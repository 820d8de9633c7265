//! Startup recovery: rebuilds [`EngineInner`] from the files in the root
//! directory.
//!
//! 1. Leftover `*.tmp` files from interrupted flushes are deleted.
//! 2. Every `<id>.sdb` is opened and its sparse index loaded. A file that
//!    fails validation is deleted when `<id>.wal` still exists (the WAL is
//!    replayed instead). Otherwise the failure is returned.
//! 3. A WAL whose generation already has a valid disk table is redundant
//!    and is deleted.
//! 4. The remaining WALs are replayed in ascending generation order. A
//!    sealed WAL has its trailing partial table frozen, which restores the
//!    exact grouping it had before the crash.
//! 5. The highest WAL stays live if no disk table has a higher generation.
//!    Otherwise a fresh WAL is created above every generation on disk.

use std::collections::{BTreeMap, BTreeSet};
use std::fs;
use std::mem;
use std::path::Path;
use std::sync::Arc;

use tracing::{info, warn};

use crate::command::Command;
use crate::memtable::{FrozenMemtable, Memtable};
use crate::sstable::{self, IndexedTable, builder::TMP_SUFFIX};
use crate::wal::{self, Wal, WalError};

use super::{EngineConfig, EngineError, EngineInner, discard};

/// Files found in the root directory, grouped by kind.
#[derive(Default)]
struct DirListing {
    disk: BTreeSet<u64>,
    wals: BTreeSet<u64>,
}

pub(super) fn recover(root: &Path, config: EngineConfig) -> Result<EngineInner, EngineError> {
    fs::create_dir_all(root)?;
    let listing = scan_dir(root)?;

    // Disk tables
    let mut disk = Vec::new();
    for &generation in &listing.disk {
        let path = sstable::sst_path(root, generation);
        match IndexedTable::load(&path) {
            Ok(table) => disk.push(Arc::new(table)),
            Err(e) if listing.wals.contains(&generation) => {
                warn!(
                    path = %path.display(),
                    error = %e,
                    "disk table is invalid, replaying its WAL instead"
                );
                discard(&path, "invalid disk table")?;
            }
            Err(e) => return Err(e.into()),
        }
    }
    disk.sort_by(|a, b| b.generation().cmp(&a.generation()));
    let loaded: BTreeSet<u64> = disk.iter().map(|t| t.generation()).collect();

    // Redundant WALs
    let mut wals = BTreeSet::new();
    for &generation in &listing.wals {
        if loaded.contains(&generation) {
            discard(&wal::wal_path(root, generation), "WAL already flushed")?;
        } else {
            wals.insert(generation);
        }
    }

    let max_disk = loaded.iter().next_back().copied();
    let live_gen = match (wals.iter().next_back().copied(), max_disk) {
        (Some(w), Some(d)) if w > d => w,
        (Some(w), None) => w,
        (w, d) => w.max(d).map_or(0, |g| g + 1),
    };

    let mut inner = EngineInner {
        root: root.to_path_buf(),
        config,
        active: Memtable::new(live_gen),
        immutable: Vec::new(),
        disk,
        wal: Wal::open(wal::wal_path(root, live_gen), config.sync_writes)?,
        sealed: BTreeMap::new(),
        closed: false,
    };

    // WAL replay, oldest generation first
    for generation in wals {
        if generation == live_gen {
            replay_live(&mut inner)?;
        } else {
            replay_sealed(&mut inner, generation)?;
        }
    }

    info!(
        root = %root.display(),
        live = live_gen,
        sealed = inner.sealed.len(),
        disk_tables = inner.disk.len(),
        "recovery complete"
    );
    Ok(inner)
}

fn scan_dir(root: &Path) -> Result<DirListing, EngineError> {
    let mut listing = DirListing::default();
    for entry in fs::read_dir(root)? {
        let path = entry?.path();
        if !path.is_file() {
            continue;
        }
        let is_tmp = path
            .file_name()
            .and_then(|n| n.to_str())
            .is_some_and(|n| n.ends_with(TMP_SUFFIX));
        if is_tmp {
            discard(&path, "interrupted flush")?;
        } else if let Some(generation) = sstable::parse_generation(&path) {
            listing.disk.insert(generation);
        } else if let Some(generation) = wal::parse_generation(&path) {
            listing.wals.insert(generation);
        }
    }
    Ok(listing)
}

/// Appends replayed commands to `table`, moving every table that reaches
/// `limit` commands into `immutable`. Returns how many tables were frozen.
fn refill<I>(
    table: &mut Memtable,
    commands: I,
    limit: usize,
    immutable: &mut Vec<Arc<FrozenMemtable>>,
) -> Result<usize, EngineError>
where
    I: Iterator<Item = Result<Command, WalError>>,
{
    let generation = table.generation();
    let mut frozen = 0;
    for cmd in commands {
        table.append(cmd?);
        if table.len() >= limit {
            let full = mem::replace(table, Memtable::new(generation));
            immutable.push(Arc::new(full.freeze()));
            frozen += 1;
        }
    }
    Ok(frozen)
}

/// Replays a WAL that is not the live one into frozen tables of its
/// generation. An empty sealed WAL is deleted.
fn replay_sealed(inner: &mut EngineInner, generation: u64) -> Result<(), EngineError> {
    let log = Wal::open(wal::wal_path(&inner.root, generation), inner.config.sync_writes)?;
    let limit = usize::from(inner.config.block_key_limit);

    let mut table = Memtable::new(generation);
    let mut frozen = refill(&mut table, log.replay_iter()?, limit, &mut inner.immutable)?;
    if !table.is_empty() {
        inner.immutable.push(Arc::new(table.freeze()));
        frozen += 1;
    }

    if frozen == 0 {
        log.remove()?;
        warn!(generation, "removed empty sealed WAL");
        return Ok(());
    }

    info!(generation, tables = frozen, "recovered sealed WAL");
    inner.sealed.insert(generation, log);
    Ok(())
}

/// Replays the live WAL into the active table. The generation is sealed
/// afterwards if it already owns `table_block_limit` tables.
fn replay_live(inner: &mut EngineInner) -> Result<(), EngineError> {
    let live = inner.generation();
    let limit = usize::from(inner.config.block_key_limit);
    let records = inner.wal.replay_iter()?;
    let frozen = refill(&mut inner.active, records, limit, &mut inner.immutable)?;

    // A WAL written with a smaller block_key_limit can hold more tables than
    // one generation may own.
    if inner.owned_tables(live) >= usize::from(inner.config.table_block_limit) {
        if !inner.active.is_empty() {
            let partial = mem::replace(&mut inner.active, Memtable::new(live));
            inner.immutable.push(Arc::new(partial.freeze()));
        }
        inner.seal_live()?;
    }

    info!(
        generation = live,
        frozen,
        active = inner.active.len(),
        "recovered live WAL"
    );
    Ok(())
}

▶ [Problem to work on]:
Could every entry be given again exactly, with no line skipped?

▶ [Output for this exercise]:
repository 820d8de9633c7265
//! Startup recovery: rebuilds [`EngineInner`] from the files in the root
//! directory.
//!
//! 1. Leftover `*.tmp` files from interrupted flushes are deleted.
//! 2. Every `<id>.sdb` is opened and its sparse index loaded. A file that
//!    fails validation is deleted when `<id>.wal` still exists (the WAL is
//!    replayed instead). Otherwise the failure is returned.
//! 3. A WAL whose generation already has a valid disk table is redundant
//!    and is deleted.
//! 4. The remaining WALs are replayed in ascending generation order. A
//!    sealed WAL has its trailing partial table frozen, which restores the
//!    exact grouping it had before the crash.
//! 5. The highest WAL stays live if no disk table has a higher generation.
//!    Otherwise a fresh WAL is created above every generation on disk.

use std::collections::{BTreeMap, BTreeSet};
use std::fs;
use std::mem;
use std::path::Path;
use std::sync::Arc;

use tracing::{info, warn};

use crate::command::Command;
use crate::memtable::{FrozenMemtable, Memtable};
use crate::sstable::{self, IndexedTable, builder::TMP_SUFFIX};
use crate::wal::{self, Wal, WalError};

use super::{EngineConfig, EngineError, EngineInner, discard};

/// Files found in the root directory, grouped by kind.
#[derive(Default)]
struct DirListing {
    disk: BTreeSet<u64>,
    wals: BTreeSet<u64>,
}

pub(super) fn recover(root: &Path, config: EngineConfig) -> Result<EngineInner, EngineError> {
    fs::create_dir_all(root)?;
    let listing = scan_dir(root)?;

    // Disk tables
    let mut disk = Vec::new();
    for &generation in &listing.disk {
        let path = sstable::sst_path(root, generation);
        match IndexedTable::load(&path) {
            Ok(table) => disk.push(Arc::new(table)),
            Err(e) if listing.wals.contains(&generation) => {
                warn!(
                    path = %path.display(),
                    error = %e,
                    "disk table is invalid, replaying its WAL instead"
                );
                discard(&path, "invalid disk table")?;
            }
            Err(e) => return Err(e.into()),
        }
    }
    disk.sort_by(|a, b| b.generation().cmp(&a.generation()));
    let loaded: BTreeSet<u64> = disk.iter().map(|t| t.generation()).collect();

    // Redundant WALs
    let mut wals = BTreeSet::new();
    for &generation in &listing.wals {
        if loaded.contains(&generation) {
            discard(&wal::wal_path(root, generation), "WAL already flushed")?;
        } else {
            wals.insert(generation);
        }
    }

    let max_disk = loaded.iter().next_back().copied();
    let live_gen = match (wals.iter().next_back().copied(), max_disk) {
        (Some(w), Some(d)) if w > d => w,
        (Some(w), None) => w,
        (w, d) => w.max(d).map_or(0, |g| g + 1),
    };

    let mut inner = EngineInner {
        root: root.to_path_buf(),
        config,
        active: Memtable::new(live_gen),
        immutable: Vec::new(),
        disk,
        wal: Wal::open(wal::wal_path(root, live_gen), config.sync_writes)?,
        sealed: BTreeMap::new(),
        closed: false,
    };

    // WAL replay, oldest generation first
    for generation in wals {
        if generation == live_gen {
            replay_live(&mut inner)?;
        } else {
            replay_sealed(&mut inner, generation)?;
        }
    }

    info!(
        root = %root.display(),
        live = live_gen,
        sealed = inner.sealed.len(),
        disk_tables = inner.disk.len(),
        "recovery complete"
    );
    Ok(inner)
}

fn scan_dir(root: &Path) -> Result<DirListing, EngineError> {
    let mut listing = DirListing::default();
    for entry in fs::read_dir(root)? {
        let path = entry?.path();
        if !path.is_file() {
            continue;
        }
        let is_tmp = path
            .file_name()
            .and_then(|n| n.to_str())
            .is_some_and(|n| n.ends_with(TMP_SUFFIX));
        if is_tmp {
            discard(&path, "interrupted flush")?;
        } else if let Some(generation) = sstable::parse_generation(&path) {
            listing.disk.insert(generation);
        } else if let Some(generation) = wal::parse_generation(&path) {
            listing.wals.insert(generation);
        }
    }
    Ok(listing)
}

/// Appends replayed commands to `table`, moving every table that reaches
/// `limit` commands into `immutable`. Returns how many tables were frozen.
fn refill<I>(
    table: &mut Memtable,
    commands: I,
    limit: usize,
    immutable: &mut Vec<Arc<FrozenMemtable>>,
) -> Result<usize, EngineError>
where
    I: Iterator<Item = Result<Command, WalError>>,
{
    let generation = table.generation();
    let mut frozen = 0;
    for cmd in commands {
        table.append(cmd?);
        if table.len() >= limit {
            let full = mem::replace(table, Memtable::new(generation));
            immutable.push(Arc::new(full.freeze()));
            frozen += 1;
        }
    }
    Ok(frozen)
}

/// Replays a WAL that is not the live one into frozen tables of its
/// generation. An empty sealed WAL is deleted.
fn replay_sealed(inner: &mut EngineInner, generation: u64) -> Result<(), EngineError> {
    let log = Wal::open(wal::wal_path(&inner.root, generation), inner.config.sync_writes)?;
    let limit = usize::from(inner.config.block_key_limit);

    let mut table = Memtable::new(generation);
    let mut frozen = refill(&mut table, log.replay_iter()?, limit, &mut inner.immutable)?;
    if !table.is_empty() {
        inner.immutable.push(Arc::new(table.freeze()));
        frozen += 1;
    }

    if frozen == 0 {
        log.remove()?;
        warn!(generation, "removed empty sealed WAL");
        return Ok(());
    }

    info!(generation, tables = frozen, "recovered sealed WAL");
    inner.sealed.insert(generation, log);
    Ok(())
}

/// Replays the live WAL into the active table. The generation is sealed
/// afterwards if it already owns `table_block_limit` tables.
fn replay_live(inner: &mut EngineInner) -> Result<(), EngineError> {
    let live = inner.generation();
    let limit = usize::from(inner.config.block_key_limit);
    let records = inner.wal.replay_iter()?;
    let frozen = refill(&mut inner.active, records, limit, &mut inner.immutable)?;

    // A WAL written with a smaller block_key_limit can hold more tables than
    // one generation may own.
    if inner.owned_tables(live) >= usize::from(inner.config.table_block_limit) {
        if !inner.active.is_empty() {
            let partial = mem::replace(&mut inner.active, Memtable::new(live));
            inner.immutable.push(Arc::new(partial.freeze()));
        }
        inner.seal_live()?;
    }

    info!(
        generation = live,
        frozen,
        active = inner.active.len(),
        "recovered live WAL"
    );
    Ok(())
}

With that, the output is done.